### Aim of the exercise
Across the entries that follow, tally every line holding the word "impl" and reply with the count alone.

● ● ●

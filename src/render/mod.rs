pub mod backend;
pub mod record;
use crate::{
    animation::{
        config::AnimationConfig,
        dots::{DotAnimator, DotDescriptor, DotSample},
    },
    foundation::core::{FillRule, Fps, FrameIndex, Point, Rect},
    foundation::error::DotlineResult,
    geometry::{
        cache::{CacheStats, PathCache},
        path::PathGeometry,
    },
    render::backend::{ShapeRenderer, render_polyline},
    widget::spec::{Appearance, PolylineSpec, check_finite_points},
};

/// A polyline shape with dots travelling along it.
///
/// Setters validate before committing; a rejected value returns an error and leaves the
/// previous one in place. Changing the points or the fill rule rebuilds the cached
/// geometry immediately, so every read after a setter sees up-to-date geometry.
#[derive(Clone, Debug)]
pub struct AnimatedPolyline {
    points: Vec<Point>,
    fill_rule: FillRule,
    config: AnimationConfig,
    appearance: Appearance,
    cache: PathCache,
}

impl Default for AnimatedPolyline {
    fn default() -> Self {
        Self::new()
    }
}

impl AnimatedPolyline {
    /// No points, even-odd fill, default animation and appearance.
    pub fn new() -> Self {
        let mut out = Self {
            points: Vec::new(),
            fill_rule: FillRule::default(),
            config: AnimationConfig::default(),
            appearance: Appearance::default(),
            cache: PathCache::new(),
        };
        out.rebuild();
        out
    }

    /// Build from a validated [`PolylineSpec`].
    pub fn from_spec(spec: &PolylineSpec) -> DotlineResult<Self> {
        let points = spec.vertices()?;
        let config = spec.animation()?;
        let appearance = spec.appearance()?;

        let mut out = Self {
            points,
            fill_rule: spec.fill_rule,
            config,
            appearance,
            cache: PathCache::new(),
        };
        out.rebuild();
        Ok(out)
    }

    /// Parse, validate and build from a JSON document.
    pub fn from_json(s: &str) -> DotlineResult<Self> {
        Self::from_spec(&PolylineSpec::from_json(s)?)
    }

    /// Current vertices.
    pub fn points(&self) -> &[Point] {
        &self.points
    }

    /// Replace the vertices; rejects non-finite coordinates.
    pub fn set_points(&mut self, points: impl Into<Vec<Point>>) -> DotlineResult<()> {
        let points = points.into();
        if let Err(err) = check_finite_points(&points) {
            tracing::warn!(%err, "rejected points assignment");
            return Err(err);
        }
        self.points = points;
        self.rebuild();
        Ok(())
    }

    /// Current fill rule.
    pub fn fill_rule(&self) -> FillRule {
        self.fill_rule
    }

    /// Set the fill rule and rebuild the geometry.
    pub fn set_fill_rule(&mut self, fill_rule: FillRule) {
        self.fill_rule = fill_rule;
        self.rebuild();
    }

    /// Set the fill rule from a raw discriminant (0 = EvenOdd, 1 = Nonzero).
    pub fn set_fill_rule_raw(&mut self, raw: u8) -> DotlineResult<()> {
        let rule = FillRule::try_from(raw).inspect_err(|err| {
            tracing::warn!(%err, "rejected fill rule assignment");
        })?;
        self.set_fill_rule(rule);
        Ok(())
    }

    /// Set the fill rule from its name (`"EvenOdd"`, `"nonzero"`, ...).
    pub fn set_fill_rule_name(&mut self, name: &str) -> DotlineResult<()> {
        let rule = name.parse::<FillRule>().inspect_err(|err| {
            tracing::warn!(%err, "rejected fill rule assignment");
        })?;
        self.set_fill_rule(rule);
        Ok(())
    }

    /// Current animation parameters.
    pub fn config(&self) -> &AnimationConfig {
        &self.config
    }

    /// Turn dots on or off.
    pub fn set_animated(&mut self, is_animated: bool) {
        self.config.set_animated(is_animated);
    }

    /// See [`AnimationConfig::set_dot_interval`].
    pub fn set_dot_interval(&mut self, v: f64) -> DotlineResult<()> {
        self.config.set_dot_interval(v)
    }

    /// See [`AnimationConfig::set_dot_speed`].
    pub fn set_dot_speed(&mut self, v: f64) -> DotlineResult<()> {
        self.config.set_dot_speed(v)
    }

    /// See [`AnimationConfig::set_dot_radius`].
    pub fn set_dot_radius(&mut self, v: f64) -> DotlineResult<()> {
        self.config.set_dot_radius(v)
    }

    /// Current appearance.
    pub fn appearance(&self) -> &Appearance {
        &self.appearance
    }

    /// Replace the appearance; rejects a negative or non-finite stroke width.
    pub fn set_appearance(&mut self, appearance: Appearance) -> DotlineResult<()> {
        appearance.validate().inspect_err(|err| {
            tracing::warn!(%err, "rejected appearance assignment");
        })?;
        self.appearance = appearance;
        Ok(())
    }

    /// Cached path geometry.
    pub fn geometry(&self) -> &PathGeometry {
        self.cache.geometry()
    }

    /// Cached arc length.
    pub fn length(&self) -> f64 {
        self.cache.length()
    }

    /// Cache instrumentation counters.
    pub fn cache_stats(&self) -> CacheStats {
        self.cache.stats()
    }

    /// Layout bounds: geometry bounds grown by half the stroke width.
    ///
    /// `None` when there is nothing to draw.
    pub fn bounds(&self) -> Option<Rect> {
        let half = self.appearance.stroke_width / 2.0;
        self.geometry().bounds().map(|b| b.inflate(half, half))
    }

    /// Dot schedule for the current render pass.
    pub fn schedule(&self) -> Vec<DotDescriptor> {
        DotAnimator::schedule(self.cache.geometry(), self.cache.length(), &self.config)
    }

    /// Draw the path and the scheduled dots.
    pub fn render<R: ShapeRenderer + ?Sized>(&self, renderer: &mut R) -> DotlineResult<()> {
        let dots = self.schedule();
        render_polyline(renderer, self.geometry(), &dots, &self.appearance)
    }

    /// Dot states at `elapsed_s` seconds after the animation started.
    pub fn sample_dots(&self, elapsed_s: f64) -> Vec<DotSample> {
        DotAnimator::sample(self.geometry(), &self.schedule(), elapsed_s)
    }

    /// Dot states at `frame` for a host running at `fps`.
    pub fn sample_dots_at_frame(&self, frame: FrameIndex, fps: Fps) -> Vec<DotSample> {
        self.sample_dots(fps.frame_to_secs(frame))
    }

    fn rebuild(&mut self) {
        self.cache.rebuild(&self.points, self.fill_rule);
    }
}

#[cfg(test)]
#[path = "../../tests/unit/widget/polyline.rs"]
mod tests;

● ● ●

### Exercise response
3